Contractor – AI Agent & LLM Evaluation

Jo79阅读0评论7 个月前

Research Intern / Contractor – AI Agent & LLM Evaluation

Company: DeepReach

Remote | Flexible Hours

About Us

DeepReach is building the foundational data and evaluation infrastructure for the next generation of AI. We work with top LLM companies and research labs worldwide, providing expert-driven data annotation, human feedback loops, and cutting-edge model evaluation systems.

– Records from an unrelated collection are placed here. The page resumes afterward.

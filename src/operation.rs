// src/operation.rs
//
// The four transformations as a value, for hosts that pick one by name.

use std::fmt;
use std::str::FromStr;

use crate::error::{FormatError, ParseOperationError};

#[derive(Clone, Copy, Debug, PartialEq, Eq, Hash)]
pub enum Operation {
    CssPrettify,
    CssMinify,
    HtmlPrettify,
    HtmlMinify,
}

impl Operation {
    pub const ALL: [Self; 4] = [
        Self::CssPrettify,
        Self::CssMinify,
        Self::HtmlPrettify,
        Self::HtmlMinify,
    ];

    /// Command-line name, e.g. `css-prettify`.
    pub const fn name(self) -> &'static str {
        match self {
            Self::CssPrettify => "css-prettify",
            Self::CssMinify => "css-minify",
            Self::HtmlPrettify => "html-prettify",
            Self::HtmlMinify => "html-minify",
        }
    }

    /// Status text shown after a successful run.
    pub const fn success_message(self) -> &'static str {
        match self {
            Self::CssPrettify => "CSS Prettified.",
            Self::CssMinify => "CSS Minified.",
            Self::HtmlPrettify => "HTML Prettified.",
            Self::HtmlMinify => "HTML Minified.",
        }
    }

    /// Transform `text`.
    ///
    /// ## Errors
    ///
    /// See the matching crate-level function.
    pub fn apply(self, text: &str) -> Result<String, FormatError> {
        match self {
            Self::CssPrettify => crate::css_prettify(text),
            Self::CssMinify => crate::css_minify(text),
            Self::HtmlPrettify => crate::html_prettify(text),
            Self::HtmlMinify => crate::html_minify(text),
        }
    }
}

impl fmt::Display for Operation {
    fn fmt(&self, f: &mut fmt::Formatter<'_>) -> fmt::Result {
        f.write_str(self.name())
    }
}

impl FromStr for Operation {
    type Err = ParseOperationError;

    fn from_str(s: &str) -> Result<Self, Self::Err> {
        Self::ALL
            .into_iter()
            .find(|op| op.name().eq_ignore_ascii_case(s.trim()))
            .ok_or_else(|| ParseOperationError(s.to_owned()))
    }
}

#[cfg(test)]
mod tests {
    use super::*;

    #[test]
    fn names_round_trip() {
        for op in Operation::ALL {
            assert_eq!(op.name().parse::<Operation>(), Ok(op));
        }
        assert_eq!("HTML-Minify".parse::<Operation>(), Ok(Operation::HtmlMinify));
        assert!("js-minify".parse::<Operation>().is_err());
    }

    #[test]
    fn apply_dispatches() {
        assert_eq!(Operation::CssMinify.apply("a { b: c }").unwrap(), "a{b:c}");
        assert_eq!(Operation::HtmlPrettify.success_message(), "HTML Prettified.");
    }
}
// src/css/prettify.rs
//
// Single forward scan over CSS bytes, no parse tree.
//
// Lexical context (exactly one gates a byte): code, block comment, or string.
// Structural flags (combine freely): inside a rule block, inside a property value, inside a
// calc() expression (with paren depth), inside an at-rule parameter group.
//
// Lookahead is one byte, plus a bounded scan from a ':' to the next '{', ';' or '}' to tell
// a selector colon (`a:hover {`) from a declaration colon (`color: red;`).

use memchr::{memchr3, memmem};

use crate::error::FormatError;

/// Reformat `text` with one declaration per line, tab-indented blocks and a trailing newline.
///
/// ## Errors
///
/// Returns [`FormatError::InvalidCss`] if the scan produces invalid UTF-8.
pub fn prettify(text: &str) -> Result<String, FormatError> {
    let mut f = Formatter::new(text.as_bytes());
    f.run();
    f.finish()
}

#[derive(Clone, Copy, Debug, PartialEq, Eq)]
enum Lexical {
    Code,
    BlockComment,
    Str(u8),
}

#[derive(Debug)]
struct Formatter<'a> {
    src: &'a [u8],
    i: usize,
    out: Vec<u8>,
    indent: usize,
    lexical: Lexical,
    in_rule_block: bool,
    in_property_value: bool,
    /// Open parens inside `calc(`; `None` outside calc mode.
    calc_depth: Option<usize>,
    in_at_rule_paren: bool,
}

impl<'a> Formatter<'a> {
    fn new(src: &'a [u8]) -> Self {
        Self {
            src,
            i: 0,
            out: Vec::with_capacity(src.len() + src.len() / 4 + 16),
            indent: 0,
            lexical: Lexical::Code,
            in_rule_block: false,
            in_property_value: false,
            calc_depth: None,
            in_at_rule_paren: false,
        }
    }

    fn run(&mut self) {
        while self.i < self.src.len() {
            match self.lexical {
                Lexical::BlockComment => {
                    self.comment_body();
                    continue;
                }
                Lexical::Str(quote) => {
                    self.string_body(quote);
                    continue;
                }
                Lexical::Code => {}
            }

            let b = self.src[self.i];
            self.track_at_rule_paren(b);

            if b == b'/' && self.peek(1) == Some(b'*') {
                self.open_comment();
                continue;
            }
            match b {
                b'"' | b'\'' => self.open_string(b),
                b'{' => self.open_block(),
                b'}' => self.close_block(),
                b';' => self.semicolon(),
                b',' => self.comma(),
                b':' if !self.in_property_value => self.colon(),
                _ => self.other(b),
            }
        }
    }

    fn finish(mut self) -> Result<String, FormatError> {
        self.trim_end();
        if self.lexical == Lexical::Code && self.in_property_value && self.out.last() != Some(&b';') {
            self.out.push(b';');
        }
        let lead = self.out.iter().take_while(|b| is_ws(**b)).count();
        self.out.drain(..lead);
        self.out.push(b'\n');
        String::from_utf8(self.out).map_err(|_| FormatError::InvalidCss)
    }

    /* ----------------------------- helpers ------------------------------ */

    fn peek(&self, ahead: usize) -> Option<u8> {
        self.src.get(self.i + ahead).copied()
    }

    fn trim_end(&mut self) {
        while self.out.last().is_some_and(|b| is_ws(*b)) {
            self.out.pop();
        }
    }

    fn skip_ws(&mut self) {
        while self.i < self.src.len() && is_ws(self.src[self.i]) {
            self.i += 1;
        }
    }

    fn at_line_start(&self) -> bool {
        self.out.last().map_or(true, |b| *b == b'\n')
    }

    fn push_indent(&mut self) {
        self.out.resize(self.out.len() + self.indent, b'\t');
    }

    /// Indent if the output sits at the start of a fresh line.
    fn indent_if_line_start(&mut self) {
        if self.out.last() == Some(&b'\n') {
            self.push_indent();
        }
    }

    /// True when the next `{`, `;` or `}` after `from` is a `{`.
    fn selector_ahead(&self, from: usize) -> bool {
        let rest = self.src.get(from..).unwrap_or_default();
        memchr3(b'{', b';', b'}', rest).is_some_and(|p| rest[p] == b'{')
    }

    /* ----------------------------- contexts ----------------------------- */

    fn track_at_rule_paren(&mut self, b: u8) {
        if b == b'(' && !self.in_rule_block && !self.in_property_value {
            self.in_at_rule_paren = true;
        } else if b == b')' {
            self.in_at_rule_paren = false;
        }
    }

    fn open_comment(&mut self) {
        self.trim_end();
        if !self.out.is_empty() {
            self.out.push(b'\n');
            self.push_indent();
        }
        self.out.extend_from_slice(b"/*");
        self.i += 2;
        self.lexical = Lexical::BlockComment;
    }

    /// Copy through the closing `*/` (or to the end of input).
    fn comment_body(&mut self) {
        let rest = &self.src[self.i..];
        match memmem::find(rest, b"*/") {
            Some(p) => {
                self.out.extend_from_slice(&rest[..p + 2]);
                self.i += p + 2;
                self.lexical = Lexical::Code;
            }
            None => {
                self.out.extend_from_slice(rest);
                self.i = self.src.len();
            }
        }
    }

    fn open_string(&mut self, quote: u8) {
        self.indent_if_line_start();
        self.out.push(quote);
        self.i += 1;
        self.lexical = Lexical::Str(quote);
    }

    /// Copy verbatim through the matching unescaped quote.
    fn string_body(&mut self, quote: u8) {
        while self.i < self.src.len() {
            let b = self.src[self.i];
            self.out.push(b);
            self.i += 1;
            if b == b'\\' {
                if let Some(escaped) = self.peek(0) {
                    self.out.push(escaped);
                    self.i += 1;
                }
            } else if b == quote {
                self.lexical = Lexical::Code;
                return;
            }
        }
    }

    /* ---------------------------- structure ----------------------------- */

    fn open_block(&mut self) {
        self.trim_end();
        self.out.extend_from_slice(b" {\n");
        self.indent += 1;
        self.in_rule_block = true;
        self.in_property_value = false;
        self.calc_depth = None;
        self.in_at_rule_paren = false;
        self.i += 1;
        self.skip_ws();
    }

    fn close_block(&mut self) {
        self.trim_end();
        if self.in_property_value && !self.out.is_empty() && self.out.last() != Some(&b';') {
            self.out.push(b';');
        }
        self.out.push(b'\n');
        self.indent = self.indent.saturating_sub(1);
        self.in_rule_block = false;
        self.in_property_value = false;
        self.calc_depth = None;
        self.push_indent();
        self.out.push(b'}');
        self.i += 1;
        self.skip_ws();
        if self.i < self.src.len() {
            self.out.push(b'\n');
        }
    }

    fn semicolon(&mut self) {
        self.trim_end();
        if self.out.last() != Some(&b';') {
            self.out.push(b';');
        }
        self.out.push(b'\n');
        self.in_property_value = false;
        self.calc_depth = None;
        self.i += 1;
        self.skip_ws();
    }

    fn comma(&mut self) {
        self.trim_end();
        self.out.extend_from_slice(b", ");
        self.i += 1;
        self.skip_ws();
    }

    /// Selector colon (`a:hover {`, `(min-width:1px)`) or declaration colon (`color: red`).
    fn colon(&mut self) {
        self.trim_end();
        self.indent_if_line_start();
        if self.in_at_rule_paren || self.selector_ahead(self.i + 1) {
            self.out.push(b':');
        } else {
            self.out.extend_from_slice(b": ");
            self.in_property_value = true;
        }
        self.i += 1;
        self.skip_ws();
    }

    /* ------------------------------ values ------------------------------ */

    fn other(&mut self, b: u8) {
        if self.in_property_value {
            if self.calc_depth.is_none() && starts_with_ignore_case(&self.src[self.i..], b"calc(") {
                self.calc_depth = Some(0);
            }
            if let Some(depth) = self.calc_depth {
                match b {
                    b'(' => self.calc_depth = Some(depth + 1),
                    b')' => self.calc_depth = depth.checked_sub(1).filter(|d| *d > 0),
                    b'+' | b'-' | b'*' | b'/' => {
                        if self.calc_operator(b) {
                            return;
                        }
                    }
                    _ => {}
                }
            }

            if is_ws(b) {
                if !matches!(self.out.last(), Some(b'(' | b' ') | None) && !self.at_line_start() {
                    self.out.push(b' ');
                }
                self.i += 1;
                return;
            }
            if b == b')' {
                self.trim_end();
            }
        } else if is_ws(b) && self.at_line_start() {
            self.i += 1;
            return;
        }

        self.indent_if_line_start();
        self.out.push(b);
        self.i += 1;
    }

    /// Space a calc() operator; returns false when `b` is a sign or part of an identifier.
    fn calc_operator(&mut self, b: u8) -> bool {
        if b == b'-' && self.peek(1) == Some(b'-') {
            self.out.extend_from_slice(b"--");
            self.i += 2;
            return true;
        }
        if b == b'+' || b == b'-' {
            let prev = self.out.iter().rev().copied().find(|c| !is_ws(*c));
            if matches!(prev, None | Some(b'(' | b',' | b'+' | b'-' | b'*' | b'/')) {
                return false;
            }
        }
        if b == b'-' {
            let before = self.i.checked_sub(1).map(|k| self.src[k]);
            let after = self.peek(1);
            if before.is_some_and(is_ident_byte)
                && after.is_some_and(|c| c.is_ascii_alphabetic() || c == b'-' || c == b'_')
            {
                return false;
            }
        }

        self.trim_end();
        self.out.extend_from_slice(&[b' ', b, b' ']);
        self.i += 1;
        self.skip_ws();
        true
    }
}

#[inline]
fn is_ws(b: u8) -> bool {
    b == b' ' || b == b'\t' || b == b'\n' || b == b'\r' || b == b'\x0C'
}

#[inline]
fn is_ident_byte(b: u8) -> bool {
    b.is_ascii_alphanumeric() || b == b'-' || b == b'_'
}

fn starts_with_ignore_case(s: &[u8], prefix: &[u8]) -> bool {
    s.len() >= prefix.len() && s[..prefix.len()].eq_ignore_ascii_case(prefix)
}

We are looking for a Research Intern or Contractor to join our team and help us push the boundaries of agent and large language model (LLM) evaluation.

Responsibilities

Conduct research on evaluation methodologies for LLMs and AI agents.
Design, implement, and refine benchmarks to measure real-world performance of advanced models.
Collaborate with industry-leading researchers to develop state-of-the-art evaluation frameworks.
Participate in daily research syncs.
Contribute to academic publications and research papers.

Requirements

Prior experience building LLM evaluation benchmarks
- (Optional but highly preferred) First-author publication(s) at top-tier AI/ML conferences (e.g., NeurIPS, ICML, ICLR, CVPR, ICCV).
Bachelor’s degree completed; currently pursuing or holding a Master’s or PhD in AI/ML-related field.
Strong communication and writing skills.
Ability to work independently and manage time flexibly across global teams.

What You’ll Gain

Direct collaboration with industry-leading researchers working on the frontier of AI evaluation.
Exposure to real-world challenges faced by top LLM companies.
Opportunity to transition into a full-time founding researcher role at a fast-growing startup.
Strong support for academic publishing (papers, workshops, benchmarks).